Wierd way C# passes in lists as arguments

Question

So i ran into this bug where C# behaves like i passed in a list by reference and not by value, like it usually does. Let me show an example:

using System;
using System.Collections.Generic;

namespace testprogram
{
    class Program
    {
        static int x;
        static List<Coordinate> coordinates;

        static void Main(string[] args)
        {
            x = 10;
            coordinates = new List<Coordinate>();
            coordinates.Add(new Coordinate(0, 0));
            coordinates.Add(new Coordinate(1, 1));

            testfunction(x, coordinates);
            Console.WriteLine(x);
            foreach (var objekt in coordinates)
            {
                Console.WriteLine(objekt.xpos);
                Console.WriteLine(objekt.ypos);
            }
            Console.Read();
        }

        static void testfunction(int test, List<Coordinate> objects)
        {
            test = 4;

            foreach (Coordinate obj in objects)
            {
                obj.xpos = 4;
                obj.ypos = 4;
            }
        }


    }

    class Coordinate
    {
        public int xpos;
        public int ypos;

        public Coordinate(int new_x, int new_y)
        {
            xpos = new_x;
            ypos = new_y;
        }
    }
}

This code outputs:

10 
4
4
4
4

But why? I expected it to be:

10
0
0
1
1

I tried to make an extra List in the Funktion and assign the value of the parameter to it but even that didn´t work. Is there some workaround for this?

Answer 1

The List<T> argument is a reference type which is passed by value.

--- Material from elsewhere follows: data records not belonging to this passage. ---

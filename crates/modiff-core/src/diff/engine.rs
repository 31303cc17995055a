//! Snapshot diff computation engine.
//!
//! The core entry point is [`compute_diff`], which accepts the normalized
//! entities of two snapshots and produces a [`DiffResult`].

use crate::diff::model::{DiffResult, UpdatedEntity};
use crate::model::Entity;
use std::collections::HashMap;

/// Build an id → position lookup. Later entries overwrite earlier ones, so a
/// duplicated id resolves to its last occurrence.
fn index_by_id(entities: &[Entity]) -> HashMap<&str, usize> {
    entities
        .iter()
        .enumerate()
        .map(|(pos, e)| (e.id.as_str(), pos))
        .collect()
}

/// True if `pos` is the winning occurrence of its id in `index`.
fn is_winner(index: &HashMap<&str, usize>, id: &str, pos: usize) -> bool {
    index.get(id) == Some(&pos)
}

/// Compute the added/removed/updated classification between two snapshots.
///
/// - in `new` only → `added`
/// - in both, versions differ → `updated` (carrying both entities)
/// - in both, versions equal → omitted
/// - in `old` only → `removed`
///
/// `added` and `updated` follow the iteration order of `new`; `removed`
/// follows the iteration order of `old`. Runs in O(n + m) and has no error
/// paths: callers normalize optional fields before calling.
pub fn compute_diff(old: &[Entity], new: &[Entity]) -> DiffResult {
    let old_index = index_by_id(old);
    let new_index = index_by_id(new);

    let mut result = DiffResult::default();

    for (pos, after) in new.iter().enumerate() {
        if !is_winner(&new_index, &after.id, pos) {
            continue;
        }
        match old_index.get(after.id.as_str()) {
            None => result.added.push(after.clone()),
            Some(&old_pos) => {
                let before = &old[old_pos];
                if before.version != after.version {
                    result.updated.push(UpdatedEntity {
                        before: before.clone(),
                        after: after.clone(),
                    });
                }
            }
        }
    }

    for (pos, before) in old.iter().enumerate() {
        if !is_winner(&old_index, &before.id, pos) {
            continue;
        }
        if !new_index.contains_key(before.id.as_str()) {
            result.removed.push(before.clone());
        }
    }

    tracing::debug!(
        old_len = old.len(),
        new_len = new.len(),
        added = result.added.len(),
        removed = result.removed.len(),
        updated = result.updated.len(),
        "computed diff"
    );

    result
}

#[cfg(test)]
mod tests {
    use super::*;

    fn e(id: &str, name: &str, version: &str) -> Entity {
        Entity::new(id, name, version)
    }

    #[test]
    fn test_reference_example() {
        let old = vec![e("1", "A", "1.0"), e("2", "B", "2.0")];
        let new = vec![e("2", "B", "2.1"), e("3", "C", "1.0")];

        let diff = compute_diff(&old, &new);

        assert_eq!(diff.added, vec![e("3", "C", "1.0")]);
        assert_eq!(diff.removed, vec![e("1", "A", "1.0")]);
        assert_eq!(
            diff.updated,
            vec![UpdatedEntity {
                before: e("2", "B", "2.0"),
                after: e("2", "B", "2.1"),
            }]
        );
    }

    #[test]
    fn test_identical_is_empty() {
        let old = vec![e("1", "A", "1.0"), e("2", "B", "2.0")];
        assert!(compute_diff(&old, &old).is_empty());
    }

    #[test]
    fn test_empty_inputs() {
        assert!(compute_diff(&[], &[]).is_empty());

        let only = vec![e("1", "A", "1")];
        assert_eq!(compute_diff(&[], &only).added, only);
        assert_eq!(compute_diff(&only, &[]).removed, only);
    }

    #[test]
    fn test_rename_with_same_version_is_not_a_change() {
        let old = vec![e("1", "Old Name", "1.0")];
        let new = vec![e("1", "New Name", "1.0")];
        assert!(compute_diff(&old, &new).is_empty());
    }

    #[test]
    fn test_versions_are_opaque() {
        // "1.0" and "1.00" are different tokens, even if semantically equal
        let old = vec![e("1", "A", "1.0")];
        let new = vec![e("1", "A", "1.00")];
        assert_eq!(compute_diff(&old, &new).updated.len(), 1);
    }

    #[test]
    fn test_output_follows_input_order() {
        let old = vec![e("z", "Z", "1"), e("a", "A", "1"), e("m", "M", "1")];
        let new = vec![e("q", "Q", "1"), e("m", "M", "2"), e("b", "B", "1")];

        let diff = compute_diff(&old, &new);

        let added: Vec<&str> = diff.added.iter().map(|x| x.id.as_str()).collect();
        let removed: Vec<&str> = diff.removed.iter().map(|x| x.id.as_str()).collect();
        assert_eq!(added, vec!["q", "b"]);
        assert_eq!(removed, vec!["z", "a"]);
    }

    #[test]
    fn test_duplicate_ids_last_wins() {
        let old = vec![e("1", "A", "1.0"), e("1", "A", "2.0")];
        let new = vec![e("1", "A", "2.0"), e("2", "B", "1"), e("2", "B", "1")];

        let diff = compute_diff(&old, &new);

        // old "1" resolves to v2.0, which matches new "1"
        assert!(diff.updated.is_empty());
        // "2" appears once despite the duplicate
        assert_eq!(diff.added, vec![e("2", "B", "1")]);
        assert!(diff.removed.is_empty());
    }
}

If you modify any items in the list within the method, these will remain changed when you leave the method.

However, if you reassign the reference inside the method, these changes will be lost outside the method. If you want to pass a parameter by reference, you use the ref keyword:

static void testfunction(int test, ref List<Coordinate> objects)
{
    // This will update objects outside the testfunction method
    objects = new List<Coordinate>();
}

You can also use the out keyword, which works similar to the ref keyword. The only difference is that you don't have to initialise values that are passed in as out parameters before you call the method, and they must be initialised before leaving the method.

static void Main(string[] args)
{
    // No need to initialise variable passed as "out" parameter
    List<Coordinate> objects;
    testfunction(test, out objects);
}

static void testfunction(int test, out List<Coordinate> objects)
{
    // Removing this line would result in a compilation error
    objects = new List<Coordinate>();
}

Answer 2

You passed a reference to the list "by value". So, if you change the reference "object" in "testfunction", then "coordinates" will not change (as a pointer). But changing the elements of "object" will affect the elements of "coordinates".

Answer 3

Your expectations are wrong. The list is passed as a value. It means that variable named objects is a value-copy of original list variable. But the list contains references, I mean the contents of the list are references to Coordinate objects. So if you would try to change the list variable like objects = new List<>(), it wouldn't change your original list. But if you change the objects inside the list, the changes are actually applied to the original list.

objects[0] = new Coordinate(5, 5);
objects[0].xpos = 6;

Both of these examples change the original list.

If you want to have the possibility to safely change anything in the list, you have to make a deep clone of it. You can use Clone() method, but it can be tricky, because you must manually clone each object inside the list. This was already answered here: How create a new deep copy (clone) of a List<T>?